fn parse_author(author: &str) -> (String, String) {
    match author.split_once('<') {
        Some((name, rest)) => (
            name.trim().to_string(),
            rest.trim_end_matches('>').trim().to_string(),
        ),
        None => (author.trim().to_string(), "routesync@localhost".to_string()),
    }
}
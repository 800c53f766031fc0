//! Reconciliation engine
//!
//! The only component allowed to touch the remote route list or a record's
//! `route_index`. Every mutation runs under one FIFO apply lock, so the
//! read-then-positional-write sequences against the remote server never
//! interleave.
//!
//! Store writes that describe live positions commit only after the remote
//! push succeeded. When the store write itself fails, the remote change is
//! compensated so desired and live state do not drift apart.

use crate::compiler::{compile, AttachedMiddleware};
use crate::config::RemoteConfig;
use crate::db::Database;
use crate::error::{CompileError, ReconcileError};
use crate::live::{routes_of, tracked_proxy_id, with_routes, CertificateBundle, LiveConfig};
use crate::model::{
    now_rfc3339, CertificateRecord, DesiredState, DesiredStateDiff, Middleware, ProxyRecord,
    ProxyStatus, SslMode,
};
use crate::snapshot::SnapshotManager;
use serde_json::Value;
use std::collections::{HashMap, HashSet};
use std::path::PathBuf;
use std::sync::Arc;
use tokio::sync::{watch, Mutex};
use tracing::{debug, error, info, warn};

/// Outcome of a full rebuild
#[derive(Debug, Clone, Default, PartialEq, Eq)]
pub struct RebuildReport {
    /// Tracked routes pushed
    pub applied: usize,
    /// Records left in `error` because they failed to compile
    pub failed: Vec<String>,
    /// Untracked routes preserved ahead of tracked ones
    pub foreign_routes: usize,
}

/// Outcome of startup recovery
#[derive(Debug, Clone, Default, PartialEq, Eq)]
pub struct RecoveryReport {
    pub restored_snapshot: Option<PathBuf>,
    pub rebuild: RebuildReport,
}

/// A record whose stored `route_index` does not match the live route list
#[derive(Debug, Clone, PartialEq, Eq)]
pub struct IndexDrift {
    pub proxy: String,
    pub stored: Option<usize>,
    pub live: Option<usize>,
}

struct Prepared {
    route: Value,
    certificates: Vec<CertificateRecord>,
}

pub struct Engine {
    db: Arc<Database>,
    live: Arc<dyn LiveConfig>,
    snapshots: Arc<SnapshotManager>,
    server_name: String,
    listen: Vec<String>,
    apply_lock: Mutex<()>,
    changes: watch::Sender<u64>,
}
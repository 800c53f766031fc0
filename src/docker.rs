//! Docker and Swarm as a discovery source
//!
//! Plain containers are tracked by container id. Containers that are tasks
//! of a Swarm service are skipped; the service itself is tracked instead,
//! keyed by service id and addressed by service name.

use crate::discovery::{ContainerSource, LifecycleAction, LifecycleEvent, Workload};
use crate::model::SourceKind;
use anyhow::{Context, Result};
use async_trait::async_trait;
use bollard::container::{InspectContainerOptions, ListContainersOptions};
use bollard::models::{ContainerInspectResponse, ContainerSummary, EventMessage, EventMessageTypeEnum, Service};
use bollard::service::{InspectServiceOptions, ListServicesOptions};
use bollard::system::EventsOptions;
use bollard::Docker;
use futures::stream::BoxStream;
use futures::StreamExt;
use std::collections::HashMap;
use tracing::debug;

const SWARM_SERVICE_LABEL: &str = "com.docker.swarm.service.id";

pub struct DockerSource {
    client: Docker,
    label_prefix: String,
}

impl DockerSource {
    /// Connect to `docker_host`, `DOCKER_HOST`, or the local socket, in that order
    pub async fn connect(docker_host: Option<&str>, label_prefix: &str) -> Result<Self> {
        let client = match docker_host.map(str::to_string).or_else(|| std::env::var("DOCKER_HOST").ok()) {
            Some(host) => connect_to_host(&host)?,
            None => Docker::connect_with_socket_defaults()
                .context("Cannot connect to the local Docker socket; set discovery.docker_host or DOCKER_HOST")?,
        };

        client
            .ping()
            .await
            .map_err(|e| anyhow::anyhow!("Docker daemon is not responding: {}", e))?;

        debug!("Connected to Docker daemon");
        Ok(Self {
            client,
            label_prefix: label_prefix.to_string(),
        })
    }

    fn enable_filter(&self) -> HashMap<String, Vec<String>> {
        HashMap::from([(
            "label".to_string(),
            vec![format!("{}.enable=true", self.label_prefix)],
        )])
    }

    async fn list_containers(&self) -> Result<Vec<Workload>> {
        let containers = self
            .client
            .list_containers(Some(ListContainersOptions::<String> {
                all: false,
                filters: self.enable_filter(),
                ..Default::default()
            }))
            .await
            .context("Failed to list containers")?;

        Ok(containers.into_iter().filter_map(container_summary_workload).collect())
    }

    /// Swarm services; empty when the daemon is not a swarm manager
    async fn list_services(&self) -> Vec<Workload> {
        let options = ListServicesOptions::<String> {
            filters: self.enable_filter(),
            ..Default::default()
        };

        match self.client.list_services(Some(options)).await {
            Ok(services) => services.into_iter().filter_map(service_workload).collect(),
            Err(e) => {
                debug!(error = %e, "Swarm services unavailable");
                Vec::new()
            }
        }
    }
}

fn connect_to_host(host: &str) -> Result<Docker> {
    if let Some(socket_path) = host.strip_prefix("unix://") {
        Docker::connect_with_socket(socket_path, 120, bollard::API_DEFAULT_VERSION)
            .map_err(|e| anyhow::anyhow!("Cannot connect to Unix socket '{}': {}", socket_path, e))
    } else if host.starts_with("tcp://") || host.starts_with("http://") {
        Docker::connect_with_http(host, 120, bollard::API_DEFAULT_VERSION)
            .map_err(|e| anyhow::anyhow!("Cannot connect to TCP endpoint '{}': {}", host, e))
    } else {
        anyhow::bail!(
            "Invalid docker_host format: '{}'. Expected 'unix:///path/to/socket' or 'tcp://host:port'",
            host
        )
    }
}

fn is_not_found(err: &bollard::errors::Error) -> bool {
    matches!(
        err,
        bollard::errors::Error::DockerResponseServerError { status_code: 404, .. }
    )
}

#[async_trait]
impl ContainerSource for DockerSource {
    async fn list_workloads(&self) -> Result<Vec<Workload>> {
        let mut workloads = self.list_containers().await?;
        workloads.extend(self.list_services().await);
        Ok(workloads)
    }

    async fn inspect(&self, kind: SourceKind, source_id: &str) -> Result<Option<Workload>> {
        match kind {
            SourceKind::Container => {
                match self
                    .client
                    .inspect_container(source_id, None::<InspectContainerOptions>)
                    .await
                {
                    Ok(response) => Ok(container_inspect_workload(response)),
                    Err(e) if is_not_found(&e) => Ok(None),
                    Err(e) => Err(e).with_context(|| format!("Failed to inspect container {}", source_id)),
                }
            }
            SourceKind::OrchestratedWorkload => {
                match self
                    .client
                    .inspect_service(source_id, None::<InspectServiceOptions>)
                    .await
                {
                    Ok(service) => Ok(service_workload(service)),
                    Err(e) if is_not_found(&e) => Ok(None),
                    Err(e) => Err(e).with_context(|| format!("Failed to inspect service {}", source_id)),
                }
            }
        }
    }

    fn events(&self) -> BoxStream<'static, Result<LifecycleEvent>> {
        let filters = HashMap::from([(
            "type".to_string(),
            vec!["container".to_string(), "service".to_string()],
        )]);

        self.client
            .events(Some(EventsOptions::<String> {
                since: None,
                until: None,
                filters,
            }))
            .filter_map(|item| async move {
                match item {
                    Ok(message) => lifecycle_event(message).map(Ok),
                    Err(e) => Some(Err(anyhow::Error::new(e).context("Docker event stream error"))),
                }
            })
            .boxed()
    }
}

// ==================== Mapping ====================

fn lifecycle_event(message: EventMessage) -> Option<LifecycleEvent> {
    let kind = match message.typ? {
        EventMessageTypeEnum::CONTAINER => SourceKind::Container,
        EventMessageTypeEnum::SERVICE => SourceKind::OrchestratedWorkload,
        _ => return None,
    };
    let action = LifecycleAction::parse(message.action.as_deref()?)?;
    let actor = message.actor?;

    // swarm tasks are followed through their service
    if kind == SourceKind::Container
        && actor
            .attributes
            .as_ref()
            .map(|attrs| attrs.contains_key(SWARM_SERVICE_LABEL))
            .unwrap_or(false)
    {
        return None;
    }

    Some(LifecycleEvent {
        action,
        kind,
        source_id: actor.id?,
    })
}

fn container_summary_workload(summary: ContainerSummary) -> Option<Workload> {
    let labels = summary.labels.unwrap_or_default();
    if labels.contains_key(SWARM_SERVICE_LABEL) {
        return None;
    }

    let name = summary
        .names
        .and_then(|names| names.into_iter().next())
        .map(|n| n.trim_start_matches('/').to_string())?;

    let address = summary
        .network_settings
        .and_then(|settings| settings.networks)
        .and_then(|networks| {
            networks
                .into_values()
                .filter_map(|endpoint| endpoint.ip_address)
                .find(|ip| !ip.is_empty())
        })
        .or_else(|| Some(name.clone()));

    let mut ports: Vec<u16> = summary
        .ports
        .unwrap_or_default()
        .into_iter()
        .map(|port| port.private_port)
        .collect();
    ports.sort_unstable();
    ports.dedup();

    Some(Workload {
        kind: SourceKind::Container,
        source_id: summary.id?,
        name,
        labels,
        address,
        ports,
    })
}

fn container_inspect_workload(response: ContainerInspectResponse) -> Option<Workload> {
    let running = response
        .state
        .as_ref()
        .and_then(|state| state.running)
        .unwrap_or(false);
    if !running {
        return None;
    }

    let config = response.config.unwrap_or_default();
    let labels = config.labels.unwrap_or_default();
    if labels.contains_key(SWARM_SERVICE_LABEL) {
        return None;
    }

    let name = response.name.map(|n| n.trim_start_matches('/').to_string())?;

    let address = response
        .network_settings
        .and_then(|settings| settings.networks)
        .and_then(|networks| {
            networks
                .into_values()
                .filter_map(|endpoint| endpoint.ip_address)
                .find(|ip| !ip.is_empty())
        })
        .or_else(|| Some(name.clone()));

    let mut ports: Vec<u16> = config
        .exposed_ports
        .map(|exposed| exposed.keys().filter_map(|key| parse_port_key(key)).collect())
        .unwrap_or_default();
    ports.sort_unstable();
    ports.dedup();

    Some(Workload {
        kind: SourceKind::Container,
        source_id: response.id?,
        name,
        labels,
        address,
        ports,
    })
}

fn service_workload(service: Service) -> Option<Workload> {
    let spec = service.spec?;
    let name = spec.name?;

    let mut ports: Vec<u16> = service
        .endpoint
        .and_then(|endpoint| endpoint.ports)
        .unwrap_or_default()
        .into_iter()
        .filter_map(|port| port.target_port)
        .filter_map(|port| u16::try_from(port).ok())
        .collect();
    ports.sort_unstable();
    ports.dedup();

    Some(Workload {
        kind: SourceKind::OrchestratedWorkload,
        source_id: service.id?,
        address: Some(name.clone()),
        name,
        labels: spec.labels.unwrap_or_default(),
        ports,
    })
}

/// `"8080/tcp"` -> 8080
fn parse_port_key(key: &str) -> Option<u16> {
    key.split('/').next()?.parse().ok()
}
impl ProxyRecord {
    pub fn new(name: &str, domains: Vec<DomainEntry>, upstream_url: &str) -> Self {
        let now = now_rfc3339();
        Self {
            id: uuid::Uuid::new_v4().to_string(),
            name: name.to_string(),
            domains,
            upstream: Upstream::new(upstream_url),
            middleware: MiddlewareRefs::default(),
            compression_enabled: false,
            http_to_https_redirect: true,
            status: ProxyStatus::Pending,
            route_index: None,
            last_error: None,
            created_at: now.clone(),
            updated_at: now,
        }
    }

    /// `@id` of this record's compiled route
    pub fn route_id(&self) -> String {
        format!("{}{}", TRACKED_ROUTE_PREFIX, self.id)
    }

    /// Lowercase, trim and de-duplicate domains, keeping first occurrence order
    pub fn normalize(&mut self) {
        let mut seen = HashSet::new();
        let mut domains = Vec::with_capacity(self.domains.len());
        for mut domain in self.domains.drain(..) {
            domain.host = domain.host.trim().trim_end_matches('.').to_lowercase();
            if domain.host.is_empty() {
                continue;
            }
            if seen.insert(domain.host.clone()) {
                domains.push(domain);
            }
        }
        self.domains = domains;
        self.name = self.name.trim().to_string();
        self.upstream.url = self.upstream.url.trim().to_string();
    }

    pub fn domain_names(&self) -> Vec<&str> {
        self.domains.iter().map(|d| d.host.as_str()).collect()
    }

    /// Sorted domain set plus upstream URL; unique across live records
    pub fn identity_key(&self) -> (Vec<String>, String) {
        let mut hosts: Vec<String> = self
            .domains
            .iter()
            .map(|d| d.host.trim().to_lowercase())
            .collect();
        hosts.sort();
        hosts.dedup();
        (hosts, self.upstream.url.trim().to_string())
    }

    /// Whether two records describe the same routing intent,
    /// ignoring bookkeeping (status, index, timestamps)
    pub fn same_intent(&self, other: &ProxyRecord) -> bool {
        self.name == other.name
            && self.domains == other.domains
            && self.upstream == other.upstream
            && self.middleware == other.middleware
            && self.compression_enabled == other.compression_enabled
            && self.http_to_https_redirect == other.http_to_https_redirect
    }

    /// Copy suitable for a desired-state export (no live bookkeeping)
    pub fn exported(&self) -> ProxyRecord {
        ProxyRecord {
            status: ProxyStatus::Pending,
            route_index: None,
            last_error: None,
            ..self.clone()
        }
    }
}

// ==================== Middleware ====================

#[derive(Debug, Clone, Copy, PartialEq, Eq, Hash, Serialize, Deserialize)]
#[serde(rename_all = "snake_case")]
pub enum MiddlewareKind {
    Headers,
    SecurityHeaders,
    RateLimit,
    IpRestriction,
    PathRule,
    BasicAuth,
}

impl MiddlewareKind {
    pub fn as_str(&self) -> &'static str {
        match self {
            Self::Headers => "headers",
            Self::SecurityHeaders => "security_headers",
            Self::RateLimit => "rate_limit",
            Self::IpRestriction => "ip_restriction",
            Self::PathRule => "path_rule",
            Self::BasicAuth => "basic_auth",
        }
    }
}

/// Header manipulation applied around the upstream call
#[derive(Debug, Clone, PartialEq, Eq, Default, Serialize, Deserialize)]
#[serde(default)]
pub struct HeaderSet {
    pub request_set: BTreeMap<String, String>,
    pub request_remove: Vec<String>,
    pub response_set: BTreeMap<String, String>,
    pub response_remove: Vec<String>,
}

#[derive(Debug, Clone, PartialEq, Eq, Default, Serialize, Deserialize)]
#[serde(default)]
pub struct SecurityHeaders {
    pub hsts_max_age_secs: Option<u64>,
    pub hsts_include_subdomains: bool,
    pub frame_options: Option<String>,
    pub content_type_nosniff: bool,
    pub referrer_policy: Option<String>,
    pub content_security_policy: Option<String>,
    pub permissions_policy: Option<String>,
}
//! Snapshot manager
//!
//! Append-only backups of the live config (and of applied desired-state
//! exports). One file per snapshot, named by capture time plus a process
//! sequence number, never overwritten. Metadata and a SHA-256 checksum are
//! kept in the database so restores can skip damaged files.

use crate::db::Database;
use crate::error::ReconcileError;
use crate::live::LiveConfig;
use crate::model::{format_timestamp, DesiredState, SnapshotKind, SnapshotRecord};
use anyhow::{Context, Result};
use chrono::Utc;
use serde_json::Value;
use sha2::{Digest, Sha256};
use std::path::{Path, PathBuf};
use std::sync::atomic::{AtomicU64, Ordering};
use std::sync::Arc;
use tokio::io::AsyncWriteExt;
use tracing::{debug, info, warn};

pub struct SnapshotManager {
    dir: PathBuf,
    db: Arc<Database>,
    sequence: AtomicU64,
}

impl SnapshotManager {
    pub fn new(dir: impl Into<PathBuf>, db: Arc<Database>) -> Result<Self> {
        let dir = dir.into();
        std::fs::create_dir_all(&dir)
            .with_context(|| format!("Failed to create snapshot directory {}", dir.display()))?;

        Ok(Self {
            dir,
            db,
            sequence: AtomicU64::new(0),
        })
    }

    pub fn dir(&self) -> &Path {
        &self.dir
    }

    /// Capture the full live config
    pub async fn snapshot(&self, config: &Value) -> Result<SnapshotRecord> {
        let bytes = serde_json::to_vec_pretty(config)?;
        self.write(SnapshotKind::Live, &bytes).await
    }

    /// Capture a desired-state export applied by a GitOps pull
    pub async fn snapshot_export(&self, state: &DesiredState) -> Result<SnapshotRecord> {
        let bytes = serde_json::to_vec_pretty(state)?;
        self.write(SnapshotKind::Export, &bytes).await
    }

    async fn write(&self, kind: SnapshotKind, bytes: &[u8]) -> Result<SnapshotRecord> {
        let now = Utc::now();
        let seq = self.sequence.fetch_add(1, Ordering::SeqCst);
        let name = format!(
            "{}-{}-{:020}.json",
            kind.file_prefix(),
            now.format("%Y%m%dT%H%M%S%.6fZ"),
            seq
        );
        let path = self.dir.join(&name);

        let mut file = tokio::fs::OpenOptions::new()
            .write(true)
            .create_new(true)
            .open(&path)
            .await
            .with_context(|| format!("Failed to create snapshot {}", path.display()))?;
        file.write_all(bytes).await?;
        file.sync_all().await?;

        let checksum = hex::encode(Sha256::digest(bytes));
        let path_str = path.to_string_lossy().to_string();
        let created_at = format_timestamp(now);
        let id = self
            .db
            .record_snapshot(kind, &path_str, &checksum, bytes.len() as i64, &created_at)?;

        debug!(path = %path.display(), kind = kind.as_str(), size = bytes.len(), "Snapshot written");

        Ok(SnapshotRecord {
            id,
            kind,
            path: path_str,
            checksum,
            size_bytes: bytes.len() as i64,
            created_at,
        })
    }

    /// Snapshot files of `kind`, newest first
    pub fn files(&self, kind: SnapshotKind) -> Result<Vec<PathBuf>> {
        let prefix = format!("{}-", kind.file_prefix());
        let mut files: Vec<PathBuf> = std::fs::read_dir(&self.dir)
            .with_context(|| format!("Failed to read snapshot directory {}", self.dir.display()))?
            .filter_map(|entry| entry.ok().map(|e| e.path()))
            .filter(|path| {
                path.file_name()
                    .and_then(|n| n.to_str())
                    .map(|n| n.starts_with(&prefix) && n.ends_with(".json"))
                    .unwrap_or(false)
            })
            .collect();

        // names embed the capture time, so lexical order is chronological
        files.sort();
        files.reverse();
        Ok(files)
    }

    /// Most recent intact live snapshot
    pub async fn load_latest(&self) -> Result<Option<(PathBuf, Value)>> {
        for path in self.files(SnapshotKind::Live)? {
            match self.load(&path).await {
                Ok(config) => return Ok(Some((path, config))),
                Err(e) => warn!(path = %path.display(), error = %e, "Skipping unreadable snapshot"),
            }
        }
        Ok(None)
    }

    async fn load(&self, path: &Path) -> Result<Value> {
        let bytes = tokio::fs::read(path).await?;

        let path_str = path.to_string_lossy();
        if let Some(record) = self.db.get_snapshot_by_path(&path_str)? {
            let checksum = hex::encode(Sha256::digest(&bytes));
            if checksum != record.checksum {
                anyhow::bail!("checksum mismatch (expected {}, found {})", record.checksum, checksum);
            }
        }

        Ok(serde_json::from_slice(&bytes)?)
    }

    /// Push the most recent snapshot back to the remote server.
    ///
    /// Returns the restored file, or `None` when no snapshot exists.
    pub async fn restore_latest(&self, live: &dyn LiveConfig) -> Result<Option<PathBuf>, ReconcileError> {
        let latest = self.load_latest().await.map_err(ReconcileError::store)?;
        let Some((path, config)) = latest else {
            return Ok(None);
        };

        live.replace_full_config(&config).await?;
        info!(path = %path.display(), "Restored live config from snapshot");
        Ok(Some(path))
    }

    pub fn list(&self, kind: SnapshotKind, limit: usize) -> Result<Vec<SnapshotRecord>> {
        self.db.list_snapshots(kind, limit)
    }
}
use routesync::config::Config;
use routesync::db::Database;
use routesync::discovery::DiscoveryWatcher;
use routesync::docker::DockerSource;
use routesync::engine::Engine;
use routesync::error::{ErrorResponse, ReconcileError};
use routesync::gitops::{GitCli, GitCommitter, GitSyncer, SyncOutcome, VersionControl};
use routesync::live::{AdminApiClient, LiveConfig};
use routesync::model::SnapshotKind;
use routesync::secrets::CredentialVault;
use routesync::service::AdminService;
use routesync::snapshot::SnapshotManager;
use routesync::{PKG_NAME, VERSION};
use serde_json::json;
use std::path::PathBuf;
use std::sync::Arc;
use std::time::Duration;
use tokio::sync::watch;
use tracing::{error, info, warn};

const USAGE: &str = "usage: routesync [run|rebuild|restore|snapshot|sync <source>|status] [config]";

#[derive(Debug, Clone, PartialEq, Eq)]
enum Command {
    Run,
    Rebuild,
    Restore,
    Snapshot,
    Sync(String),
    Status,
}

fn parse_args(mut args: impl Iterator<Item = String>) -> anyhow::Result<(Command, PathBuf)> {
    let command = match args.next().as_deref() {
        None | Some("run") => Command::Run,
        Some("rebuild") => Command::Rebuild,
        Some("restore") => Command::Restore,
        Some("snapshot") => Command::Snapshot,
        Some("status") => Command::Status,
        Some("sync") => match args.next() {
            Some(source) => Command::Sync(source),
            None => anyhow::bail!("sync requires a source name or id\n{}", USAGE),
        },
        Some(other) => anyhow::bail!("unknown command '{}'\n{}", other, USAGE),
    };

    let config_path = args
        .next()
        .map(PathBuf::from)
        .unwrap_or_else(|| PathBuf::from("routesync.toml"));
    Ok((command, config_path))
}

/// Shared components every command needs
struct Runtime {
    config: Config,
    live: Arc<dyn LiveConfig>,
    engine: Arc<Engine>,
    vault: Arc<CredentialVault>,
}

impl Runtime {
    fn build(config: Config) -> anyhow::Result<Self> {
        let db = Arc::new(Database::open(&config.store.database)?);
        let live: Arc<dyn LiveConfig> = Arc::new(AdminApiClient::new(&config.remote)?);
        let snapshots = Arc::new(SnapshotManager::new(&config.store.snapshot_dir, db.clone())?);
        let engine = Arc::new(Engine::new(db, live.clone(), snapshots, &config.remote));
        let vault = Arc::new(CredentialVault::load_or_create(&config.store.key_file)?);

        Ok(Self {
            config,
            live,
            engine,
            vault,
        })
    }

    fn vcs(&self) -> Arc<dyn VersionControl> {
        Arc::new(GitCli::new(&self.config.gitops))
    }
}

#[tokio::main]
async fn main() -> anyhow::Result<()> {
    tracing_subscriber::fmt()
        .with_env_filter(tracing_subscriber::EnvFilter::from_default_env().add_directive("routesync=info".parse()?))
        .init();

    let (command, config_path) = parse_args(std::env::args().skip(1))?;

    let config = Config::load(&config_path).map_err(|e| {
        error!(path = %config_path.display(), error = %e, "Failed to load configuration");
        e
    })?;
    info!(path = %config_path.display(), "Configuration loaded");

    let runtime = Runtime::build(config)?;

    match command {
        Command::Run => run(runtime).await,
        Command::Rebuild => {
            let report = runtime.engine.rebuild_from_store().await.map_err(report_error)?;
            println!(
                "{}",
                json!({"applied": report.applied, "failed": report.failed, "foreign_routes": report.foreign_routes})
            );
            Ok(())
        }
        Command::Restore => {
            match runtime.engine.restore_latest().await.map_err(report_error)? {
                Some(path) => println!("restored {}", path.display()),
                None => println!("no snapshot to restore"),
            }
            Ok(())
        }
        Command::Snapshot => {
            let config = runtime.live.get_full_config().await.map_err(report_error)?;
            let record = runtime.engine.snapshots().snapshot(&config).await?;
            println!("{}", record.path);
            Ok(())
        }
        Command::Sync(key) => {
            let admin = AdminService::new(runtime.engine.clone(), runtime.vault.clone());
            let source = admin.find_git_source(&key).map_err(report_error)?;
            let syncer = GitSyncer::new(
                runtime.engine.clone(),
                runtime.vcs(),
                runtime.vault.clone(),
                &runtime.config.gitops,
            );
            match syncer.sync_once(&source.id).await? {
                SyncOutcome::Unchanged { revision } => println!("{} already at {}", source.name, revision),
                SyncOutcome::Applied { revision, diff } => println!(
                    "{} applied {}: {}",
                    source.name,
                    revision,
                    serde_json::to_string(&diff)?
                ),
            }
            Ok(())
        }
        Command::Status => status(&runtime).await,
    }
}

/// Print the admin-facing error body and hand the error back
fn report_error(err: ReconcileError) -> anyhow::Error {
    eprintln!("{}", ErrorResponse::from(&err).to_json());
    err.into()
}

async fn run(runtime: Runtime) -> anyhow::Result<()> {
    info!(name = PKG_NAME, version = VERSION, "Starting route reconciler");
    info!(
        admin_url = %runtime.config.remote.admin_url,
        server = %runtime.config.remote.server_name,
        discovery = runtime.config.discovery.enabled,
        "Remote server configuration"
    );

    let recovery = runtime.engine.recover_on_startup().await.map_err(report_error)?;
    if let Some(path) = &recovery.restored_snapshot {
        warn!(path = %path.display(), "Live config was restored from snapshot");
    }

    let (shutdown_tx, shutdown_rx) = watch::channel(false);
    let mut tasks = Vec::new();

    if runtime.config.discovery.enabled {
        let discovery = &runtime.config.discovery;
        match DockerSource::connect(discovery.docker_host.as_deref(), &discovery.label_prefix).await {
            Ok(source) => {
                let watcher = DiscoveryWatcher::new(runtime.engine.clone(), Arc::new(source), discovery.clone());
                let rx = shutdown_rx.clone();
                tasks.push(tokio::spawn(async move { watcher.run(rx).await }));
            }
            Err(e) => error!(error = %e, "Discovery disabled: cannot reach Docker"),
        }
    }

    let syncer = Arc::new(GitSyncer::new(
        runtime.engine.clone(),
        runtime.vcs(),
        runtime.vault.clone(),
        &runtime.config.gitops,
    ));
    let rescan = Duration::from_secs(runtime.config.gitops.default_interval_secs);
    tasks.push(tokio::spawn(syncer.run(shutdown_rx.clone(), rescan)));

    let committer = GitCommitter::new(
        runtime.engine.db().clone(),
        runtime.vcs(),
        runtime.vault.clone(),
        &runtime.config.gitops,
    );
    let changes = runtime.engine.subscribe();
    let rx = shutdown_rx.clone();
    tasks.push(tokio::spawn(async move { committer.run(changes, rx).await }));

    #[cfg(unix)]
    {
        use tokio::signal::unix::{signal, SignalKind};
        let mut sigterm = signal(SignalKind::terminate())?;

        tokio::select! {
            _ = tokio::signal::ctrl_c() => info!("Received SIGINT (Ctrl+C), shutting down..."),
            _ = sigterm.recv() => info!("Received SIGTERM, shutting down..."),
        }
    }

    #[cfg(not(unix))]
    {
        tokio::signal::ctrl_c().await?;
        info!("Received Ctrl+C, shutting down...");
    }

    let _ = shutdown_tx.send(true);

    // an apply already in flight runs to completion
    let _ = tokio::time::timeout(Duration::from_secs(30), async {
        for task in tasks {
            if let Err(e) = task.await {
                error!(error = %e, "Background task failed");
            }
        }
    })
    .await;

    info!("Shutdown complete");
    Ok(())
}

async fn status(runtime: &Runtime) -> anyhow::Result<()> {
    let admin = AdminService::new(runtime.engine.clone(), runtime.vault.clone());

    let proxies: Vec<_> = admin
        .list_proxies()?
        .into_iter()
        .map(|p| {
            json!({
                "id": p.id,
                "name": p.name,
                "status": p.status.as_str(),
                "route_index": p.route_index,
                "last_error": p.last_error,
            })
        })
        .collect();

    let drift: Vec<_> = match runtime.engine.index_drift().await {
        Ok(drift) => drift
            .into_iter()
            .map(|d| json!({"proxy": d.proxy, "stored": d.stored, "live": d.live}))
            .collect(),
        Err(e) => {
            warn!(error = %e, "Cannot compare with live routes");
            Vec::new()
        }
    };

    let sources: Vec<_> = admin
        .list_git_sources()?
        .into_iter()
        .map(|s| {
            json!({
                "name": s.name,
                "auto_sync": s.auto_sync,
                "auto_commit": s.auto_commit,
                "last_applied_revision": s.last_applied_revision,
                "last_sync_at": s.last_sync_at,
                "last_error": s.last_error,
            })
        })
        .collect();

    let latest_snapshot = runtime
        .engine
        .snapshots()
        .list(SnapshotKind::Live, 1)?
        .into_iter()
        .next()
        .map(|s| s.created_at);

    let body = json!({
        "name": PKG_NAME,
        "version": VERSION,
        "proxies": proxies,
        "drift": drift,
        "git_sources": sources,
        "discovered_services": admin.list_discovered_services()?.len(),
        "latest_snapshot": latest_snapshot,
    });
    println!("{}", serde_json::to_string_pretty(&body)?);
    Ok(())
}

= = = =

WHAT IS EXPECTED: With the string "LifecycleEvent" as the key, filter the data above and show the lines that match.

RESULT OF THIS TASK:
use crate::discovery::{ContainerSource, LifecycleAction, LifecycleEvent, Workload};
    fn events(&self) -> BoxStream<'static, Result<LifecycleEvent>> {
fn lifecycle_event(message: EventMessage) -> Option<LifecycleEvent> {
    Some(LifecycleEvent {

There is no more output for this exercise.